It is worth emphasizing that no contemporaneous objection was made to the VE's expertise or testimony at the hearing. All her objections about "surprise" testimony aside, doc. 20 at 5-6 n. 5, plaintiff already had Santagati's February 18, 2017 and Nadeau's February 17, 2016 reports long in hand when the hearing took place on April 20, 2017. Tr. 211 & 216-18. Santagati's opinion did not address the VE's later testimony with any specificity, obviously, and she pointed only generally to the job's actual SVP requirement of 3 and the non-transferability of skills to sedentary jobs. Tr. 210; see also tr. 230-33 (Santagati's post-hearing report generally describing fast food work as medium work and concluding, without any explication or citation to the record or the VE's testimony, that Gassler's past work was performed as medium work). Likewise, Nadeau's opinion did not touch on the VE's testimony, offered as it was over a year earlier, and it too explained only generally the demands of the occupation with no reference to Gassler's real limitations. Tr. 216-17.

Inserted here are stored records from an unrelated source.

use std::sync::Arc;

use sable_asm::{Cond, Inst, Mem, ScaleFactor};

use crate::compiler::FlowGraphCompiler;
use crate::cpu::{
    fp_offset, FIRST_LOCAL_SLOT_FROM_FP, PARAM_END_SLOT_FROM_FP, RAX, RBX, RCX, RDI, REG_ARGS_DESC,
    REG_FP, REG_IC_DATA,
};
use crate::il::{DeoptId, Function, Signature};
use crate::masm::{smi_raw, MacroAssembler};
use crate::object_model::{sym, Object};
use crate::runtime::{
    ArgumentsDescriptor, ICData, StubKind, ARGS_DESC_COUNT_OFFSET, ARGS_DESC_FIRST_NAMED_OFFSET,
    ARGS_DESC_NAMED_ENTRY_SIZE, ARGS_DESC_NAME_OFFSET, ARGS_DESC_POSITIONAL_COUNT_OFFSET,
    ARGS_DESC_POSITION_OFFSET,
};

/// Binds the arguments of a call with shape `desc` to the formal parameters
/// of `signature`. Returns one value per formal parameter in declaration
/// order or `None` when the call does not match. Unknown names are only
/// rejected when `check_named` is set.
///
/// The code emitted by `emit_copy_parameters` computes the same binding.
pub fn bind_arguments(
    signature: &Signature,
    desc: &ArgumentsDescriptor,
    args: &[Object],
    check_named: bool,
) -> Option<Vec<Object>> {
    assert_eq!(args.len(), desc.count());
    let positional = desc.positional_count();

    if positional < signature.num_fixed_parameters || positional > signature.max_positional() {
        return None;
    }

    let mut values: Vec<Object> = args[..positional].to_vec();

    for param in &signature.optional_positional[positional - signature.num_fixed_parameters..] {
        values.push(param.default_value.clone());
    }

    let mut named: Vec<Object> = signature
        .optional_named
        .iter()
        .map(|param| param.default_value.clone())
        .collect();

    // both sides are sorted by name, a name that is not consumed in order
    // is never consumed
    let passed = desc.named();
    let mut next = 0;

    for &idx in signature.sorted_named() {
        if next < passed.len() && passed[next].name == signature.optional_named[idx].name {
            named[idx] = args[passed[next].position].clone();
            next += 1;
        }
    }

    if next < passed.len() && check_named {
        return None;
    }

    values.extend(named);
    Some(values)
}

fn local_slot(param_pos: usize) -> Mem {
    Mem::Base(
        REG_FP,
        fp_offset(FIRST_LOCAL_SLOT_FROM_FP - param_pos as i32),
    )
}

/// Either jumps to the closure noSuchMethod stub or stops. Entered with the
/// frame set up and the arguments still on the stack.
pub(super) fn emit_wrong_arguments(
    masm: &mut MacroAssembler,
    closure_ic_data: Option<Arc<ICData>>,
    message: &str,
) {
    match closure_ic_data {
        Some(ic_data) => {
            masm.load_object(REG_IC_DATA, Object::ICData(ic_data));
            masm.emit(Inst::LeaveFrame);
            masm.jump_to_stub(StubKind::CallClosureNoSuchMethod);
            // noSuchMethod returns to our caller
            masm.emit(Inst::Breakpoint);
        }

        None => masm.emit(Inst::Stop(message.into())),
    }
}

/// Copies the passed arguments into the parameter slots of the frame, fills
/// in defaults and nulls the original argument slots. Expects the arguments
/// descriptor in its role register.
pub(super) fn emit_copy_parameters(
    masm: &mut MacroAssembler,
    signature: &Signature,
    check_named: bool,
    closure_ic_data: Option<Arc<ICData>>,
) {
    let num_fixed = signature.num_fixed_parameters;
    let num_opt_positional = signature.num_optional_positional();
    let num_opt_named = signature.num_optional_named();
    let max_positional = signature.max_positional();
    assert!(num_opt_positional > 0 || num_opt_named > 0);

    let wrong_num_arguments = masm.create_label();
    let all_processed = masm.create_label();

    masm.emit_comment("copy parameters".into());
    masm.emit(Inst::Load(
        RCX,
        Mem::Base(REG_ARGS_DESC, ARGS_DESC_POSITIONAL_COUNT_OFFSET),
    ));
    masm.compare_smi(RCX, num_fixed as i64);
    masm.jump_if(Cond::Less, wrong_num_arguments);
    masm.compare_smi(RCX, max_positional as i64);
    masm.jump_if(Cond::Greater, wrong_num_arguments);

    // RBX: address of the last passed positional argument
    masm.emit(Inst::Load(RBX, Mem::Base(REG_ARGS_DESC, ARGS_DESC_COUNT_OFFSET)));
    masm.emit(Inst::Sub(RBX, RCX));
    masm.emit(Inst::Lea(
        RBX,
        Mem::Index(
            REG_FP,
            RBX,
            ScaleFactor::Four,
            fp_offset(PARAM_END_SLOT_FROM_FP + 1),
        ),
    ));
    // RDI: address of the parameter slot of the last positional argument
    masm.emit(Inst::SmiUntag(RCX));
    masm.emit(Inst::Move(RAX, RCX));
    masm.emit(Inst::Neg(RAX));
    masm.emit(Inst::Lea(
        RDI,
        Mem::Index(
            REG_FP,
            RAX,
            ScaleFactor::Eight,
            fp_offset(FIRST_LOCAL_SLOT_FROM_FP + 1),
        ),
    ));

    let loop_start = masm.create_label();
    let loop_condition = masm.create_label();
    masm.jump(loop_condition);
    masm.bind_label(loop_start);
    masm.emit(Inst::Load(RAX, Mem::Index(RBX, RCX, ScaleFactor::Eight, 0)));
    masm.emit(Inst::Store(Mem::Index(RDI, RCX, ScaleFactor::Eight, 0), RAX));
    masm.bind_label(loop_condition);
    masm.emit(Inst::Dec(RCX));
    masm.jump_if(Cond::GreaterEq, loop_start);

    // RCX: positional count, untagged
    masm.emit(Inst::Load(
        RCX,
        Mem::Base(REG_ARGS_DESC, ARGS_DESC_POSITIONAL_COUNT_OFFSET),
    ));
    masm.emit(Inst::SmiUntag(RCX));

    for (idx, param) in signature.optional_positional.iter().enumerate() {
        let param_pos = num_fixed + idx;
        let next_parameter = masm.create_label();
        masm.emit(Inst::CmpImm(RCX, param_pos as i64));
        masm.jump_if(Cond::Greater, next_parameter);
        masm.load_object(RAX, param.default_value.clone());
        masm.emit(Inst::Store(local_slot(param_pos), RAX));
        masm.bind_label(next_parameter);
    }

    if num_opt_named > 0 {
        // RBX: address of the first argument, RDI: first named entry
        masm.emit(Inst::Load(RBX, Mem::Base(REG_ARGS_DESC, ARGS_DESC_COUNT_OFFSET)));
        masm.emit(Inst::Lea(
            RBX,
            Mem::Index(
                REG_FP,
                RBX,
                ScaleFactor::Four,
                fp_offset(PARAM_END_SLOT_FROM_FP),
            ),
        ));
        masm.emit(Inst::Lea(
            RDI,
            Mem::Base(REG_ARGS_DESC, ARGS_DESC_FIRST_NAMED_OFFSET),
        ));

        for &idx in signature.sorted_named() {
            let param = &signature.optional_named[idx];
            let param_pos = max_positional + idx;
            let load_default = masm.create_label();
            let assign = masm.create_label();

            masm.emit(Inst::Load(RAX, Mem::Base(RDI, ARGS_DESC_NAME_OFFSET)));
            masm.compare_object(RAX, Object::String(param.name.clone()));
            masm.jump_if(Cond::NotEqual, load_default);
            masm.emit(Inst::Load(RAX, Mem::Base(RDI, ARGS_DESC_POSITION_OFFSET)));
            masm.emit(Inst::AddImm(RDI, ARGS_DESC_NAMED_ENTRY_SIZE as i64));
            masm.emit(Inst::Neg(RAX));
            masm.emit(Inst::Load(RAX, Mem::Index(RBX, RAX, ScaleFactor::Four, 0)));
            masm.jump(assign);
            masm.bind_label(load_default);
            masm.load_object(RAX, param.default_value.clone());
            masm.bind_label(assign);
            masm.emit(Inst::Store(local_slot(param_pos), RAX));
        }

        if check_named {
            // every passed name was consumed iff RDI reached the terminator
            let tmp = masm.get_scratch();
            masm.load_object(*tmp, Object::Null);
            masm.emit(Inst::CmpMem(*tmp, Mem::Base(RDI, ARGS_DESC_NAME_OFFSET)));
            masm.jump_if(Cond::Equal, all_processed);
        } else {
            masm.jump(all_processed);
        }
    } else if check_named {
        // no named arguments may be passed
        masm.emit(Inst::Load(RBX, Mem::Base(REG_ARGS_DESC, ARGS_DESC_COUNT_OFFSET)));
        masm.emit(Inst::SmiUntag(RBX));
        masm.emit(Inst::Cmp(RCX, RBX));
        masm.jump_if(Cond::Equal, all_processed);
    } else {
        masm.jump(all_processed);
    }

    masm.bind_label(wrong_num_arguments);
    emit_wrong_arguments(masm, closure_ic_data, "Wrong arguments");

    // the caller drops its arguments, they must not keep objects alive
    masm.bind_label(all_processed);
    masm.emit(Inst::Load(RCX, Mem::Base(REG_ARGS_DESC, ARGS_DESC_COUNT_OFFSET)));
    masm.emit(Inst::SmiUntag(RCX));
    let tmp = masm.get_scratch();
    masm.load_object(*tmp, Object::Null);

    let null_loop = masm.create_label();
    let null_condition = masm.create_label();
    masm.jump(null_condition);
    masm.bind_label(null_loop);
    masm.emit(Inst::Store(
        Mem::Index(
            REG_FP,
            RCX,
            ScaleFactor::Eight,
            fp_offset(PARAM_END_SLOT_FROM_FP + 1),
        ),
        *tmp,
    ));
    masm.bind_label(null_condition);
    masm.emit(Inst::Dec(RCX));
    masm.jump_if(Cond::GreaterEq, null_loop);
}

/// Call site data handed to noSuchMethod when a closure is invoked with the
/// wrong arguments. Closures are always invoked through `call`.
pub(super) fn closure_call_ic_data(
    function: &Function,
    desc: Arc<ArgumentsDescriptor>,
) -> Option<Arc<ICData>> {
    if !function.is_closure() {
        return None;
    }

    Some(Arc::new(ICData::new(
        function.id,
        sym("call"),
        desc,
        DeoptId::NONE,
        1,
    )))
}

impl<'a> FlowGraphCompiler<'a> {
    pub(super) fn copy_parameters(&mut self) {
        let function = self.graph.function.clone();
        let check_named = self.ctx.flags.strict_argument_checking || function.is_closure();
        let ic_data = closure_call_ic_data(
            &function,
            self.ctx.arguments_descriptors.lookup(0, &[]),
        );

        emit_copy_parameters(&mut self.masm, &function.signature, check_named, ic_data);
    }

    /// Functions without optional parameters only verify the argument count
    /// when they are closures or the flags ask for strict checking.
    pub(super) fn check_argument_count(&mut self) {
        let function = self.graph.function.clone();

        if !function.is_closure() && !self.ctx.flags.strict_argument_checking {
            return;
        }

        let correct = self.masm.create_label();
        let wrong = self.masm.create_label();
        let num_fixed = function.num_fixed_parameters() as i64;

        self.masm.emit_comment("check argument count".into());
        self.masm
            .emit(Inst::Load(RAX, Mem::Base(REG_ARGS_DESC, ARGS_DESC_COUNT_OFFSET)));
        self.masm.compare_smi(RAX, num_fixed);
        self.masm.jump_if(Cond::NotEqual, wrong);
        self.masm.emit(Inst::CmpMem(
            RAX,
            Mem::Base(REG_ARGS_DESC, ARGS_DESC_POSITIONAL_COUNT_OFFSET),
        ));
        self.masm.jump_if(Cond::Equal, correct);

        self.masm.bind_label(wrong);
        let ic_data = closure_call_ic_data(
            &function,
            self.ctx.arguments_descriptors.lookup(0, &[]),
        );
        emit_wrong_arguments(&mut self.masm, ic_data, "Wrong number of arguments");
        self.masm.bind_label(correct);
    }
}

This is not plaintiff's counsel's first attempt to manufacture a conflict post-hearing with a pre-hearing report generated by Ms. Santagati. See, nonexhaustively, Tena v. Berryhill, 2019 WL 363623 (W.D. Va. Jan. 7, 2019); Robert B. v. Comm'r, 2018 WL 6003861 (D. Or. Nov. 14, 2018); Looney v. Berryhill, 2018 WL 3826778 (E.D. Va. Aug. 10, 2018); Rosado v. Berryhill, 2018 WL 816578 (E.D. Va. Jan. 22, 2018) (same); Lara v. Berryhill, 2017 WL 7790109 (S.D. Tex. Dec. 4, 2017); Reeves v. Berryhill, 2017 WL 3433706 (M.D. Pa. Aug. 10, 2017).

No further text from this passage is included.